We usually say— That man is a genius, but he has some whims and oddities— Such a one has a very general knowledge, but he is superficial, etc. Now in all such cases we should speak more rationally, did we substitute “therefore” for “but”: “He is a genius, therefore he is whimsical;” and the like.
It is the fault of the present age, owing to the freer commerce that different ranks and professions now enjoy with each other, that characters are not marked with sufficient strength; the several classes run too much into one another. We have fewer pedants, it is true, but we have fewer striking originals. Every one is expected to have such a tincture of general knowledge as is incompatible with going deep into any science; and such a conformity to fashionable manners as checks the free workings of the ruling passion, and gives an insipid sameness to the face of society, under the idea of polish and regularity.
There is a cast of manners peculiar and becoming to each age, sex, and profession; one, therefore, should not throw out illiberal and commonplace censures against another. Each is perfect in its kind: a woman as a woman; a tradesman as a tradesman. We are often hurt by the brutality and sluggish conceptions of the vulgar; not considering that some there must be to be hewers of wood and drawers of water, and that cultivated genius, or even any great refinement and delicacy in their moral feelings, would be a real misfortune to them.

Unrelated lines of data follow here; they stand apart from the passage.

//! Tree reconciliation
//!
//! Two packages are only comparable when their directory and file sets are
//! identical. Anything else is a structural mismatch that ends the run before
//! any content is read.

use ipadiff_core::{Error, Result, TreeDiff};
use tracing::debug;

use crate::pathset::PathSet;

/// One side of a reconciliation
#[derive(Debug, Clone, Copy)]
pub struct TreeView<'a> {
    pub label: &'a str,
    pub directories: &'a PathSet,
    pub files: &'a PathSet,
}

impl<'a> TreeView<'a> {
    pub fn new(label: &'a str, directories: &'a PathSet, files: &'a PathSet) -> Self {
        Self { label, directories, files }
    }
}

/// Symmetric difference of both dimensions
pub fn reconcile(left: &TreeView<'_>, right: &TreeView<'_>) -> TreeDiff {
    let diff = TreeDiff {
        left_label: left.label.to_string(),
        right_label: right.label.to_string(),
        dirs_only_in_left: left.directories.difference(right.directories),
        dirs_only_in_right: right.directories.difference(left.directories),
        files_only_in_left: left.files.difference(right.files),
        files_only_in_right: right.files.difference(left.files),
    };

    debug!(
        left = left.label,
        right = right.label,
        one_sided = diff.len(),
        "Reconciled package trees"
    );

    diff
}

/// Turn a non-empty diff into a `StructureMismatch` failure
pub fn ensure_identical(diff: TreeDiff) -> Result<()> {
    if diff.is_empty() {
        Ok(())
    } else {
        Err(Error::structure_mismatch(diff))
    }
}
//! Common types used across ipadiff
//!
//! This module provides the data model shared by the reconciler, the
//! exclusion pipeline, the comparators and the report.

use std::collections::BTreeSet;
use std::fmt;

use serde::{Deserialize, Serialize};

/// Content kind of a file, decided by the classifier
#[derive(Debug, Clone, Copy, PartialEq, Eq, Hash, PartialOrd, Ord, Serialize, Deserialize)]
#[serde(rename_all = "snake_case")]
pub enum ContentKind {
    /// Structured keyed metadata (`.plist`)
    PropertyList,
    /// Native executable code (Mach-O, thin or fat)
    MachBinary,
    /// Build configuration text (`.xcconfig`)
    ConfigText,
    /// Anything else
    Generic,
}

impl ContentKind {
    pub fn name(&self) -> &'static str {
        match self {
            ContentKind::PropertyList => "property list",
            ContentKind::MachBinary => "Mach-O binary",
            ContentKind::ConfigText => "build configuration",
            ContentKind::Generic => "generic",
        }
    }
}

impl fmt::Display for ContentKind {
    fn fmt(&self, f: &mut fmt::Formatter<'_>) -> fmt::Result {
        f.write_str(self.name())
    }
}

/// Category a path is set aside under instead of being compared
///
/// Categories are listed in the order the exclusion pipeline applies them.
#[derive(Debug, Clone, Copy, PartialEq, Eq, Hash, PartialOrd, Ord, Serialize, Deserialize)]
#[serde(rename_all = "snake_case")]
pub enum ExclusionCategory {
    /// Code-signing artifacts; removed outright and never reported
    CodeSigning,
    /// Companion watch application bundle
    WatchBundle,
    /// App extension bundles
    PluginBundle,
    /// Compiled asset catalogs (`.car`)
    CompiledAssetCatalog,
    /// Compiled interface builder resources (`.nib`)
    CompiledInterfaceResource,
}

impl ExclusionCategory {
    /// Categories that show up in the exclusion report
    pub const REPORTED: [ExclusionCategory; 4] = [
        ExclusionCategory::WatchBundle,
        ExclusionCategory::PluginBundle,
        ExclusionCategory::CompiledAssetCatalog,
        ExclusionCategory::CompiledInterfaceResource,
    ];

    /// Whether paths in this category are listed in the report
    pub fn is_reported(&self) -> bool {
        !matches!(self, ExclusionCategory::CodeSigning)
    }

    pub fn label(&self) -> &'static str {
        match self {
            ExclusionCategory::CodeSigning => "code signing",
            ExclusionCategory::WatchBundle => "watch bundle",
            ExclusionCategory::PluginBundle => "plugin bundle",
            ExclusionCategory::CompiledAssetCatalog => "compiled asset catalog",
            ExclusionCategory::CompiledInterfaceResource => "compiled interface resource",
        }
    }
}

impl fmt::Display for ExclusionCategory {
    fn fmt(&self, f: &mut fmt::Formatter<'_>) -> fmt::Result {
        f.write_str(self.label())
    }
}

/// Why two files were found to differ
#[derive(Debug, Clone, Copy, PartialEq, Eq, Hash, Serialize, Deserialize)]
#[serde(rename_all = "snake_case")]
pub enum MismatchReason {
    /// Total sizes differ; no byte scan was made
    Size,
    /// Same size, different bytes (or different canonical text)
    Content,
}

impl MismatchReason {
    pub fn as_str(&self) -> &'static str {
        match self {
            MismatchReason::Size => "size",
            MismatchReason::Content => "content",
        }
    }
}

impl fmt::Display for MismatchReason {
    fn fmt(&self, f: &mut fmt::Formatter<'_>) -> fmt::Result {
        f.write_str(self.as_str())
    }
}

/// Per-file verdict
#[derive(Debug, Clone, Copy, PartialEq, Eq, Serialize, Deserialize)]
#[serde(rename_all = "snake_case", tag = "result", content = "reason")]
pub enum ComparisonResult {
    Equal,
    NotEqual(MismatchReason),
    /// Content cannot be inspected (encrypted binaries)
    Unverifiable,
}

impl ComparisonResult {
    pub fn is_equal(&self) -> bool {
        matches!(self, ComparisonResult::Equal)
    }
}

/// One differing byte position
#[derive(Debug, Clone, Copy, PartialEq, Eq, Serialize, Deserialize)]
pub struct DiffEntry {
    /// Offset from the start of the stream
    pub offset: u64,
    pub left: u8,
    pub right: u8,
}

impl fmt::Display for DiffEntry {
    fn fmt(&self, f: &mut fmt::Formatter<'_>) -> fmt::Result {
        write!(f, "offset {:#x}: {:#x} != {:#x}", self.offset, self.left, self.right)
    }
}

/// Ordered list of byte-level differences between two equal-length streams
#[derive(Debug, Clone, Default, PartialEq, Eq, Serialize, Deserialize)]
#[serde(transparent)]
pub struct DiffRecord(Vec<DiffEntry>);

impl DiffRecord {
    pub fn new() -> Self {
        Self(Vec::new())
    }

    pub fn push(&mut self, entry: DiffEntry) {
        self.0.push(entry);
    }

    pub fn len(&self) -> usize {
        self.0.len()
    }

    pub fn is_empty(&self) -> bool {
        self.0.is_empty()
    }

    pub fn first(&self) -> Option<&DiffEntry> {
        self.0.first()
    }

    pub fn iter(&self) -> std::slice::Iter<'_, DiffEntry> {
        self.0.iter()
    }

    /// Copy of the first `limit` entries, for display
    pub fn truncated(&self, limit: usize) -> DiffRecord {
        DiffRecord(self.0.iter().take(limit).copied().collect())
    }
}

impl<'a> IntoIterator for &'a DiffRecord {
    type Item = &'a DiffEntry;
    type IntoIter = std::slice::Iter<'a, DiffEntry>;

    fn into_iter(self) -> Self::IntoIter {
        self.0.iter()
    }
}

impl FromIterator<DiffEntry> for DiffRecord {
    fn from_iter<I: IntoIterator<Item = DiffEntry>>(iter: I) -> Self {
        Self(iter.into_iter().collect())
    }
}

/// Directory and file paths present on only one side of a comparison
#[derive(Debug, Clone, Default, PartialEq, Eq, Serialize, Deserialize)]
pub struct TreeDiff {
    /// Display name of the left package
    pub left_label: String,
    /// Display name of the right package
    pub right_label: String,
    pub dirs_only_in_left: BTreeSet<String>,
    pub dirs_only_in_right: BTreeSet<String>,
    pub files_only_in_left: BTreeSet<String>,
    pub files_only_in_right: BTreeSet<String>,
}

impl TreeDiff {
    pub fn new(left_label: impl Into<String>, right_label: impl Into<String>) -> Self {
        Self {
            left_label: left_label.into(),
            right_label: right_label.into(),
            ..Default::default()
        }
    }

    /// Both dimensions match exactly
    pub fn is_empty(&self) -> bool {
        self.dirs_match() && self.files_match()
    }

    pub fn dirs_match(&self) -> bool {
        self.dirs_only_in_left.is_empty() && self.dirs_only_in_right.is_empty()
    }

    pub fn files_match(&self) -> bool {
        self.files_only_in_left.is_empty() && self.files_only_in_right.is_empty()
    }

    /// Total number of one-sided paths
    pub fn len(&self) -> usize {
        self.dirs_only_in_left.len()
            + self.dirs_only_in_right.len()
            + self.files_only_in_left.len()
            + self.files_only_in_right.len()
    }

    /// The same diff seen from the other side
    pub fn swapped(self) -> Self {
        Self {
            left_label: self.right_label,
            right_label: self.left_label,
            dirs_only_in_left: self.dirs_only_in_right,
            dirs_only_in_right: self.dirs_only_in_left,
            files_only_in_left: self.files_only_in_right,
            files_only_in_right: self.files_only_in_left,
        }
    }
}

#[cfg(test)]
mod tests {
    use super::*;

    #[test]
    fn test_diff_entry_format() {
        let entry = DiffEntry { offset: 0x1f, left: 0x0a, right: 0xff };
        assert_eq!(entry.to_string(), "offset 0x1f: 0xa != 0xff");
    }

    #[test]
    fn test_diff_record_truncated() {
        let record: DiffRecord = (0..10u64)
            .map(|offset| DiffEntry { offset, left: 0, right: 1 })
            .collect();

        let short = record.truncated(3);
        assert_eq!(short.len(), 3);
        assert_eq!(record.len(), 10);
        assert_eq!(short.first().map(|e| e.offset), Some(0));
    }

    #[test]
    fn test_tree_diff_swapped() {
        let mut diff = TreeDiff::new("a", "b");
        diff.dirs_only_in_left.insert("Watch".into());
        diff.files_only_in_right.insert("extra".into());

        let swapped = diff.clone().swapped();
        assert_eq!(swapped.left_label, "b");
        assert!(swapped.dirs_only_in_right.contains("Watch"));
        assert!(swapped.files_only_in_left.contains("extra"));
        assert_eq!(swapped.len(), diff.len());
        assert!(!swapped.is_empty());
    }

    #[test]
    fn test_only_code_signing_is_unreported() {
        assert!(!ExclusionCategory::CodeSigning.is_reported());
        assert!(ExclusionCategory::REPORTED.iter().all(|c| c.is_reported()));
    }
}
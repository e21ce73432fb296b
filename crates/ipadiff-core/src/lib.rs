//! ipadiff Core Library
//!
//! This crate provides the error taxonomy and the data model shared by the
//! archive reader, the tree reconciler and the diff engine.

pub mod error;
pub mod types;

pub use error::{Error, Result, ResultExt};
pub use types::*;

/// Re-export commonly used items
pub mod prelude {
    pub use crate::error::{Error, Result, ResultExt};
    pub use crate::types::*;
}
//! Ordered set of root-relative paths

use std::collections::BTreeSet;
use std::collections::btree_set;

use serde::{Deserialize, Serialize};

use crate::path::normalize_relative;

/// A set of normalized, root-relative paths
///
/// Insertion normalizes the path, so `./a//b` and `a/b` are the same member.
/// The bundle root (the empty path) is never stored.
#[derive(Debug, Clone, Default, PartialEq, Eq, Serialize, Deserialize)]
#[serde(transparent)]
pub struct PathSet(BTreeSet<String>);

impl PathSet {
    /// Create an empty set
    pub fn new() -> Self {
        Self(BTreeSet::new())
    }

    /// Insert a path, returning whether it was new
    pub fn insert(&mut self, path: &str) -> bool {
        let normalized = normalize_relative(path);
        if normalized.is_empty() {
            return false;
        }
        self.0.insert(normalized)
    }

    pub fn contains(&self, path: &str) -> bool {
        self.0.contains(path)
    }

    pub fn remove(&mut self, path: &str) -> bool {
        self.0.remove(path)
    }

    pub fn len(&self) -> usize {
        self.0.len()
    }

    pub fn is_empty(&self) -> bool {
        self.0.is_empty()
    }

    pub fn iter(&self) -> btree_set::Iter<'_, String> {
        self.0.iter()
    }

    /// Paths in `self` that are missing from `other`
    pub fn difference(&self, other: &PathSet) -> BTreeSet<String> {
        self.0.difference(&other.0).cloned().collect()
    }

    /// Paths present in both sets
    pub fn intersection(&self, other: &PathSet) -> PathSet {
        PathSet(self.0.intersection(&other.0).cloned().collect())
    }
}

impl<S: AsRef<str>> FromIterator<S> for PathSet {
    fn from_iter<I: IntoIterator<Item = S>>(iter: I) -> Self {
        let mut set = PathSet::new();
        set.extend(iter);
        set
    }
}

impl<S: AsRef<str>> Extend<S> for PathSet {
    fn extend<I: IntoIterator<Item = S>>(&mut self, iter: I) {
        for path in iter {
            self.insert(path.as_ref());
        }
    }
}

impl<'a> IntoIterator for &'a PathSet {
    type Item = &'a String;
    type IntoIter = btree_set::Iter<'a, String>;

    fn into_iter(self) -> Self::IntoIter {
        self.0.iter()
    }
}

impl IntoIterator for PathSet {
    type Item = String;
    type IntoIter = btree_set::IntoIter<String>;

    fn into_iter(self) -> Self::IntoIter {
        self.0.into_iter()
    }
}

Let us then study the philosophy of the human mind. The man who is master of this science will know what to expect from every one. From this man, wise advice; from that, cordial sympathy; from another, casual entertainment. The passions and inclinations of others are his tools, which he can use with as much precision as he would the mechanical powers; and he can as readily make allowance for the workings of vanity, or the bias of self-interest in his friends, as for the power of friction, or the irregularities of the needle.